======== ENTRIES SUPPLIED
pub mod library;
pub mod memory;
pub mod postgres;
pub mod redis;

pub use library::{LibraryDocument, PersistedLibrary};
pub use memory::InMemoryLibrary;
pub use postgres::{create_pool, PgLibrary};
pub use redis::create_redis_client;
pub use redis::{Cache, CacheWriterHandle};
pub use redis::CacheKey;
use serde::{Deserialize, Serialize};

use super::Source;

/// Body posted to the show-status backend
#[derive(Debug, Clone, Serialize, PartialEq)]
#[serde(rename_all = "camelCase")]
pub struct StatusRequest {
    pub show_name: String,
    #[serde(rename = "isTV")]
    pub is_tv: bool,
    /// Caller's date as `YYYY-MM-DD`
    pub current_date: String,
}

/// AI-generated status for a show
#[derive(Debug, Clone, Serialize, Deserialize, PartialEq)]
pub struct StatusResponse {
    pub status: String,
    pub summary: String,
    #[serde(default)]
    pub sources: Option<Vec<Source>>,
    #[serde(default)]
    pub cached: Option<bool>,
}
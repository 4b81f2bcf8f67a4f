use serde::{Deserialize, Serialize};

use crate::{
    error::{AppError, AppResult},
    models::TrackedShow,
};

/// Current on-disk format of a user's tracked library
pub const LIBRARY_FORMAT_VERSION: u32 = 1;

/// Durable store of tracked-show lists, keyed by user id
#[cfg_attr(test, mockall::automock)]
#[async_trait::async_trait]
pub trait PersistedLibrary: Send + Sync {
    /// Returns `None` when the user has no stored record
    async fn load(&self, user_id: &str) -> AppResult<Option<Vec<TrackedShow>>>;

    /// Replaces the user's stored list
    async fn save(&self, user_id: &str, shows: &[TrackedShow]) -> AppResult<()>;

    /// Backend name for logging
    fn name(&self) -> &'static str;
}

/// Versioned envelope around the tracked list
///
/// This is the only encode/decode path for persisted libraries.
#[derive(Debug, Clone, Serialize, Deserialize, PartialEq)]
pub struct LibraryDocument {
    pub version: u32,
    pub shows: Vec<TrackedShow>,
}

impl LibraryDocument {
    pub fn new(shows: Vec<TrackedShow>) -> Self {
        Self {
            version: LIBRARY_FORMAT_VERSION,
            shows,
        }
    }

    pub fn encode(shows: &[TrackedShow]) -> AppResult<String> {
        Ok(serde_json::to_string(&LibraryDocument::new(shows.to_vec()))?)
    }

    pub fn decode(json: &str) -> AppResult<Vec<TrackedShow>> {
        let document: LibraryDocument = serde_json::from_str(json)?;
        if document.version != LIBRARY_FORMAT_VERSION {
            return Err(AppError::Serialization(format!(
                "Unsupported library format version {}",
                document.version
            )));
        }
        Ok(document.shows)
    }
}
================
◆ PROBLEM STATEMENT: Write out, from the lines above, only those from the line with "use super::Source;" to the line with "Caller's date as", exactly as given, including the first and the last.

◆ EXERCISE RESULT:
use super::Source;

/// Body posted to the show-status backend
#[derive(Debug, Clone, Serialize, PartialEq)]
#[serde(rename_all = "camelCase")]
pub struct StatusRequest {
    pub show_name: String,
    #[serde(rename = "isTV")]
    pub is_tv: bool,
    /// Caller's date as `YYYY-MM-DD`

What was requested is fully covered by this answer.